Kültürümüzde Muharrem Ayı-Kerbelâ- Aşûre

Şerif KUTLUDAĞ

19 Temmuz 2023 Çarşamba günü, Hicrî Takvime göre 1445. Hicrî Yıla girilmiş oldu. Yani, Hicrî yılbaşı yaşandı.

Hicrî takvime adını veren Hz. Muhammed’in Mekke’den Medine’ye göçü 622’de yaşanmıştı.

Hicrî Takvimin ilka ayına da Muharrem adı verilmişti: Muharremin kelime anlamı da; “haram edilmiş olan” anlamındadır. Müslümanlık gelmeden önce Araplar arasında bu ayda muharebe/savaş yasak olduğu için bu isim verilmişti.

“Muharrem” hürmet edilen anlamındadır. Bu ay, Hz. Peygamber tarafından Allah’ın ayı diye nitelendirilmiştir Bu niteleme Muharrem ayının faziletine, ilahî feyz ve bereketinin bolluğuna işarettir.

Resûlullah bir hadisinde “Ramazan’dan sonra en faziletli oruç, Allah’ın ayı olan Muharrem’de tutulan oruçtur. Farz namazlardan sonra en faziletli namaz da gece namazıdır.” buyurmuştur.

Muharrem ayı İslam bizim dinden beslenen kültür dünyamızda “aşûre” ile gündeme gelmiştir.

Arapçada “âşûra” Muharrem ayında10. gün demektir.

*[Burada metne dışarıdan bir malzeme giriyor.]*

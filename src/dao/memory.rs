//! In-memory [`BingoStore`] used by service-level tests.

use std::{
    collections::{BTreeMap, BTreeSet},
    sync::{Arc, Mutex},
    time::SystemTime,
};

use futures::future::BoxFuture;
use uuid::Uuid;

use crate::dao::{
    bingo_store::BingoStore,
    models::{BoardEntity, CellEntity, LeaderboardEntryEntity, RoundWinnerEntity, TileEntity},
    storage::{StorageError, StorageResult},
};

use crate::state::round::FREE_CELL_INDEX;

#[derive(Default)]
struct Inner {
    tiles: BTreeMap<Uuid, TileEntity>,
    boards: BTreeMap<String, BoardEntity>,
    winner: Option<RoundWinnerEntity>,
    wins: BTreeMap<String, u64>,
    cleared: BTreeSet<String>,
}

/// Mutex-backed store double mirroring the Mongo backend's semantics.
#[derive(Clone, Default)]
pub struct MemoryStore {
    inner: Arc<Mutex<Inner>>,
}

impl MemoryStore {
    fn lock(&self) -> std::sync::MutexGuard<'_, Inner> {
        self.inner.lock().unwrap()
    }
}

impl BingoStore for MemoryStore {
    fn insert_tile(&self, tile: TileEntity) -> BoxFuture<'static, StorageResult<()>> {
        let store = self.clone();
        Box::pin(async move {
            store.lock().tiles.insert(tile.id, tile);
            Ok(())
        })
    }

    fn update_tile_text(&self, id: Uuid, text: String) -> BoxFuture<'static, StorageResult<()>> {
        let store = self.clone();
        Box::pin(async move {
            let mut inner = store.lock();
            match inner.tiles.get_mut(&id) {
                Some(tile) => {
                    tile.text = text;
                    Ok(())
                }
                None => Err(StorageError::missing("tiles", id.to_string())),
            }
        })
    }

    fn delete_tile(&self, id: Uuid) -> BoxFuture<'static, StorageResult<bool>> {
        let store = self.clone();
        Box::pin(async move { Ok(store.lock().tiles.remove(&id).is_some()) })
    }

    fn list_tiles(&self) -> BoxFuture<'static, StorageResult<Vec<TileEntity>>> {
        let store = self.clone();
        Box::pin(async move { Ok(store.lock().tiles.values().cloned().collect()) })
    }

    fn find_board(&self, player: String) -> BoxFuture<'static, StorageResult<Option<BoardEntity>>> {
        let store = self.clone();
        Box::pin(async move { Ok(store.lock().boards.get(&player).cloned()) })
    }

    fn put_board(
        &self,
        player: String,
        cells: Vec<CellEntity>,
    ) -> BoxFuture<'static, StorageResult<BoardEntity>> {
        let store = self.clone();
        Box::pin(async move {
            let board = BoardEntity {
                cells,
                marked: BTreeSet::from([FREE_CELL_INDEX]),
                has_won: false,
                created_at: SystemTime::now(),
            };
            store.lock().boards.insert(player, board.clone());
            Ok(board)
        })
    }

    fn patch_board_marks(
        &self,
        player: String,
        marked: BTreeSet<usize>,
        has_won: bool,
    ) -> BoxFuture<'static, StorageResult<()>> {
        let store = self.clone();
        Box::pin(async move {
            let mut inner = store.lock();
            match inner.boards.get_mut(&player) {
                Some(board) => {
                    board.marked = marked;
                    board.has_won = has_won;
                    Ok(())
                }
                None => Err(StorageError::missing("boards", player)),
            }
        })
    }

    fn list_boards(&self) -> BoxFuture<'static, StorageResult<Vec<(String, BoardEntity)>>> {
        let store = self.clone();
        Box::pin(async move {
            Ok(store
                .lock()
                .boards
                .iter()
                .map(|(player, board)| (player.clone(), board.clone()))
                .collect())
        })
    }

    fn round_winner(&self) -> BoxFuture<'static, StorageResult<Option<RoundWinnerEntity>>> {
        let store = self.clone();
        Box::pin(async move { Ok(store.lock().winner.clone()) })
    }

    fn put_round_winner(&self, winner: String) -> BoxFuture<'static, StorageResult<SystemTime>> {
        let store = self.clone();
        Box::pin(async move {
            let won_at = SystemTime::now();
            store.lock().winner = Some(RoundWinnerEntity { winner, won_at });
            Ok(won_at)
        })
    }

    fn increment_wins(&self, player: String) -> BoxFuture<'static, StorageResult<()>> {
        let store = self.clone();
        Box::pin(async move {
            *store.lock().wins.entry(player).or_insert(0) += 1;
            Ok(())
        })
    }

    fn list_leaderboard(&self) -> BoxFuture<'static, StorageResult<Vec<LeaderboardEntryEntity>>> {
        let store = self.clone();
        Box::pin(async move {
            Ok(store
                .lock()
                .wins
                .iter()
                .map(|(player, wins)| LeaderboardEntryEntity {
                    player: player.clone(),
                    wins: *wins,
                })
                .collect())
        })
    }

    fn is_cleared(&self, player: String) -> BoxFuture<'static, StorageResult<bool>> {
        let store = self.clone();
        Box::pin(async move { Ok(store.lock().cleared.contains(&player)) })
    }

    fn set_cleared(&self, player: String) -> BoxFuture<'static, StorageResult<()>> {
        let store = self.clone();
        Box::pin(async move {
            store.lock().cleared.insert(player);
            Ok(())
        })
    }

    fn reset_cleared(&self) -> BoxFuture<'static, StorageResult<()>> {
        let store = self.clone();
        Box::pin(async move {
            store.lock().cleared.clear();
            Ok(())
        })
    }

    fn health_check(&self) -> BoxFuture<'static, StorageResult<()>> {
        Box::pin(async { Ok(()) })
    }

    fn try_reconnect(&self) -> BoxFuture<'static, StorageResult<()>> {
        Box::pin(async { Ok(()) })
    }
}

Bu gün oruç tutmak da bazı âlimlere göre sünnettir. Zira Resûlullah âşûrâ gününde oruç tutmuş ve bunu Müslümanlara tavsiye etmiştir Medine’ye gelince, Yahudilerin âşûrâ gününde oruç tuttuklarını görmüş ve “Bu gün niçin oruç tutuyorsunuz?” diye sormuştu. “Bu, hayırlı bir gündür. Allah, o günde Benî İsrâil’i düşmanlarından kurtardı. (Şükür olarak) Hz. Mûsâ o gün oruç tuttu.” dediklerinde Resûlullah da (s.a.s.) “Ben Mûsâ’ya sizden daha layığım /yakınım.” buyurup o gün oruç tuttu ve müslümanlara da tutmalarını tavsiye etmiştir.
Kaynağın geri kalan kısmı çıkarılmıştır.